问题
I would like to use Chi-square for testing set of data. How to do it, using loop for or sapply.
This is a set of sample data:
n<-40
set.seed(1)
data <- data.frame(v1.1=sample(c('0','1'),n,replace=T),v1.2=sample(c('0','1'),n,replace=T),v1.3=sample(c('0','1'),n,replace=T),v1.4=sample(c('0','1'),n,replace=T),v1.5=sample(c('0','1'),n,replace=T),m1=sample(c('1','2'),n,replace=T))
I would like to test all variables named v1.x with variable m1. That's all.
I want to avoid such a situtation:
chisq.test(table(data$v1.1,data$m1))
chisq.test(table(data$v1.2,data$m1))
chisq.test(table(data$v1.3,data$m1))
chisq.test(table(data$v1.4,data$m1))
chisq.test(table(data$v1.5,data$m1))
I found this topic, but for me and for now it's too difficult.
回答1:
You can just use lapply
to loop through the variables.
myTests <- lapply(data[-length(data)], function(x) chisq.test(table(x, data$m1)))

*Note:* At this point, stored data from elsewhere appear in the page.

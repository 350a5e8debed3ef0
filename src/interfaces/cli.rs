use crate::application::booking::BookingService;
use crate::application::dashboard::{DashboardSummary, visible_appointments};
use crate::application::recommend::RecommendationService;
use crate::application::search::{SubjectFilter, filter_tutors};
use crate::application::session::{AppState, SessionService};
use crate::config::{BackendKind, Config};
use crate::domain::auth::{Credentials, SignUpDetails};
use crate::domain::catalog::Catalog;
use crate::domain::ports::{
    AppointmentStoreRef, AuthProviderRef, ProfileStoreRef, StateBackendBox,
};
use crate::domain::profile::{ProfilePatch, UserProfile, UserRole};
use crate::domain::tutor::{Subject, Tutor};
use crate::domain::wallet::Amount;
use crate::error::{MarketError, Result};
use crate::infrastructure::json_file::JsonFileBackend;
use crate::infrastructure::local_state::LocalStateStore;
use crate::interfaces::csv::appointment_writer::AppointmentWriter;
use crate::interfaces::csv::tutor_writer::TutorWriter;
use clap::{Parser, Subcommand};
use rust_decimal::Decimal;
use std::io::{self, Write};
use std::sync::Arc;
use tracing::{debug, warn};

#[derive(Parser)]
#[command(
    author,
    version,
    about = "Find a tutor, book a session, manage your wallet",
    long_about = None
)]
pub struct Cli {
    #[command(flatten)]
    pub config: Config,

    /// More log output (-v debug, -vv trace)
    #[arg(short, long, action = clap::ArgAction::Count, global = true)]
    pub verbose: u8,

    #[command(subcommand)]
    pub command: Command,
}

#[derive(Subcommand)]
pub enum Command {
    /// List tutors matching a search
    Tutors {
        /// Text searched in name, specialty and bio
        #[arg(long, default_value = "")]
        query: String,
        /// Subject slug (math, physics, arabic, english, programming, science) or "all"
        #[arg(long, default_value = "all")]
        subject: SubjectFilter,
    },
    /// Show the days and times a tutor can be booked
    Availability { tutor: String },
    /// Ask the AI which tutor fits a request
    Recommend { query: String },
    #[command(flatten)]
    Account(AccountCommand),
}

/// Commands that act on the signed-in account.
#[derive(Subcommand)]
pub enum AccountCommand {
    /// Create an account
    Signup {
        #[arg(long)]
        name: String,
        #[arg(long)]
        email: String,
        #[arg(long)]
        password: String,
        #[arg(long, default_value = "student")]
        role: UserRole,
        /// What you teach (tutors only)
        #[arg(long)]
        specialty: Option<String>,
    },
    /// Sign in to an existing account
    Signin {
        #[arg(long)]
        email: String,
        #[arg(long)]
        password: String,
    },
    Signout,
    /// Book a session and pay for it from the wallet
    Book {
        tutor: String,
        #[arg(long)]
        day: String,
        #[arg(long)]
        time: String,
    },
    /// Show your sessions and wallet
    Dashboard,
    /// Switch between the student and tutor views
    ToggleRole,
    Profile {
        #[command(subcommand)]
        action: ProfileCommand,
    },
}

#[derive(Subcommand)]
pub enum ProfileCommand {
    Show,
    Update {
        #[arg(long)]
        name: Option<String>,
        #[arg(long)]
        email: Option<String>,
        #[arg(long)]
        bio: Option<String>,
        #[arg(long)]
        specialty: Option<String>,
        #[arg(long)]
        hourly_rate: Option<Decimal>,
        /// Repeat for each subject taught
        #[arg(long = "subject")]
        subjects: Vec<Subject>,
    },
}

/// The stores every account command works against.
struct Stores {
    auth: AuthProviderRef,
    profiles: ProfileStoreRef,
    appointments: AppointmentStoreRef,
}

async fn open_stores(config: &Config) -> Result<Stores> {
    match config.backend {
        BackendKind::Supabase => {
            let client = config.supabase()?;
            Ok(Stores {
                auth: Arc::new(client.clone()),
                profiles: Arc::new(client.clone()),
                appointments: Arc::new(client),
            })
        }
        BackendKind::Local => {
            let store = LocalStateStore::open(open_state_backend(config)?).await?;
            Ok(Stores {
                auth: Arc::new(store.clone()),
                profiles: Arc::new(store.clone()),
                appointments: Arc::new(store),
            })
        }
    }
}

fn open_state_backend(config: &Config) -> Result<StateBackendBox> {
    if let Some(db_path) = &config.db_path {
        #[cfg(feature = "storage-rocksdb")]
        {
            debug!(path = %db_path.display(), "Using RocksDB state");
            let backend = crate::infrastructure::rocksdb::RocksDbBackend::open(db_path)?;
            return Ok(Box::new(backend));
        }
        #[cfg(not(feature = "storage-rocksdb"))]
        {
            warn!(
                path = %db_path.display(),
                "Persistent storage requested via --db-path, but 'storage-rocksdb' feature is not enabled. Falling back to the JSON state file."
            );
        }
    }
    debug!(path = %config.state_file.display(), "Using JSON state file");
    Ok(Box::new(JsonFileBackend::open(&config.state_file)))
}

fn find_tutor<'a>(catalog: &'a Catalog, tutor_id: &str) -> Result<&'a Tutor> {
    catalog
        .find(tutor_id)
        .ok_or_else(|| MarketError::NotFound(format!("Tutor {tutor_id}")))
}

async fn require_session(session: &SessionService) -> Result<AppState> {
    session
        .restore()
        .await?
        .ok_or(MarketError::NotSignedIn)
}

/// Runs one command, writing its output to stdout.
pub async fn run(cli: Cli) -> Result<()> {
    let config = cli.config;
    let catalog = config.load_catalog()?;
    let stdout = io::stdout();
    let mut out = stdout.lock();

    match cli.command {
        Command::Tutors { query, subject } => {
            let found = filter_tutors(catalog.tutors(), &query, subject);
            debug!(matches = found.len(), "Filtered tutors");
            TutorWriter::new(out).write_tutors(found)
        }
        Command::Availability { tutor } => {
            let tutor = find_tutor(&catalog, &tutor)?;
            TutorWriter::new(out).write_availability(tutor)
        }
        Command::Recommend { query } => {
            let service = RecommendationService::with_language(
                Box::new(config.gemini()?),
                &config.reasoning_language,
            );
            match service.recommend(&query, catalog.tutors()).await? {
                Some(rec) => {
                    let tutor = find_tutor(&catalog, &rec.tutor_id)?;
                    writeln!(out, "Recommended: {} ({})", tutor.name, tutor.id)?;
                    writeln!(out, "{}", rec.reasoning)?;
                }
                None => writeln!(out, "No recommendation is available right now.")?,
            }
            Ok(())
        }
        Command::Account(command) => {
            let stores = open_stores(&config).await?;
            let booking = BookingService::new(stores.profiles.clone(), stores.appointments.clone());
            let session = SessionService::new(stores.auth, stores.profiles, stores.appointments)
                .with_starting_balance(config.starting_balance()?)
                .with_credentials(config.credentials());
            run_account_command(command, &session, &booking, &catalog, &mut out).await
        }
    }
}

async fn run_account_command(
    command: AccountCommand,
    session: &SessionService,
    booking: &BookingService,
    catalog: &Catalog,
    out: &mut impl Write,
) -> Result<()> {
    match command {
        AccountCommand::Signup {
            name,
            email,
            password,
            role,
            specialty,
        } => {
            let details = SignUpDetails {
                credentials: Credentials {
                    email: email.clone(),
                    password,
                },
                full_name: name,
                role,
                specialty,
            };
            match session.sign_up(&details).await? {
                Some(state) => describe_user(out, "Signed up as", &state.user)?,
                None => writeln!(out, "Check {email} for a confirmation link, then sign in.")?,
            }
        }
        AccountCommand::Signin { email, password } => {
            let state = session.sign_in(&Credentials { email, password }).await?;
            describe_user(out, "Signed in as", &state.user)?;
        }
        AccountCommand::Signout => {
            session.sign_out().await?;
            writeln!(out, "Signed out.")?;
        }
        AccountCommand::Book { tutor, day, time } => {
            let state = require_session(session).await?;
            let tutor = find_tutor(catalog, &tutor)?;
            let outcome = booking
                .confirm_booking(&state.user, &state.appointments, tutor, &day, &time)
                .await?;
            writeln!(
                out,
                "Booked {} on {day} at {time}. Wallet balance: {}",
                tutor.name, outcome.user.wallet_balance
            )?;
        }
        AccountCommand::Dashboard => {
            let state = require_session(session).await?;
            let summary = DashboardSummary::for_user(&state.user, &state.appointments);
            writeln!(out, "role: {}", summary.role)?;
            writeln!(out, "wallet: {}", summary.wallet_balance)?;
            writeln!(out, "upcoming: {}", summary.upcoming)?;
            writeln!(out)?;
            AppointmentWriter::new(&mut *out)
                .write_appointments(visible_appointments(&state.user, &state.appointments))?;
        }
        AccountCommand::ToggleRole => {
            let state = require_session(session).await?;
            let user = session.toggle_role(&state.user).await?;
            writeln!(out, "Now viewing as {}.", user.role)?;
        }
        AccountCommand::Profile { action } => {
            let state = require_session(session).await?;
            match action {
                ProfileCommand::Show => show_profile(out, &state.user)?,
                ProfileCommand::Update {
                    name,
                    email,
                    bio,
                    specialty,
                    hourly_rate,
                    subjects,
                } => {
                    let patch = ProfilePatch {
                        name,
                        email,
                        bio,
                        specialty,
                        hourly_rate: hourly_rate.map(Amount::new).transpose()?,
                        subjects: (!subjects.is_empty()).then_some(subjects),
                        ..ProfilePatch::default()
                    };
                    let user = session.update_profile(&state.user, patch).await?;
                    writeln!(out, "Profile updated.")?;
                    show_profile(out, &user)?;
                }
            }
        }
    }
    Ok(())
}

fn describe_user(out: &mut impl Write, verb: &str, user: &UserProfile) -> Result<()> {
    writeln!(
        out,
        "{verb} {} <{}> ({}). Wallet balance: {}",
        user.name, user.email, user.role, user.wallet_balance
    )?;
    Ok(())
}

fn show_profile(out: &mut impl Write, user: &UserProfile) -> Result<()> {
    writeln!(out, "id: {}", user.id)?;
    writeln!(out, "name: {}", user.name)?;
    writeln!(out, "email: {}", user.email)?;
    writeln!(out, "role: {}", user.role)?;
    writeln!(out, "wallet: {}", user.wallet_balance)?;
    if let Some(specialty) = &user.specialty {
        writeln!(out, "specialty: {specialty}")?;
    }
    if let Some(bio) = &user.bio {
        writeln!(out, "bio: {bio}")?;
    }
    if let Some(rate) = user.hourly_rate {
        writeln!(out, "hourly rate: {rate}")?;
    }
    if let Some(subjects) = &user.subjects {
        let labels: Vec<&str> = subjects.iter().map(|s| s.slug()).collect();
        writeln!(out, "subjects: {}", labels.join(", "))?;
    }
    Ok(())
}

This returns a named list, with the changin variable as the name of each list item.
names(myTests)
[1] "v1.1" "v1.2" "v1.3" "v1.4" "v1.5"
Then access each with myTests[[1]]
or myTests[["v1.1"]]
. These return
Pearson's Chi-squared test with Yates' continuity correction
data: table(x, data$m1)
X-squared = 0, df = 1, p-value = 1
Then, to pull out components from the individual tests, use names(myTests[[1]]
and str(myTests[[1]])
to inspect the contents. myTests[[1]]$p.value
, for example, will pull out the p.value from the first test and unlist(sapply(myTests, "[", "p.value"))
will return a named vector with p-values from all of the tests.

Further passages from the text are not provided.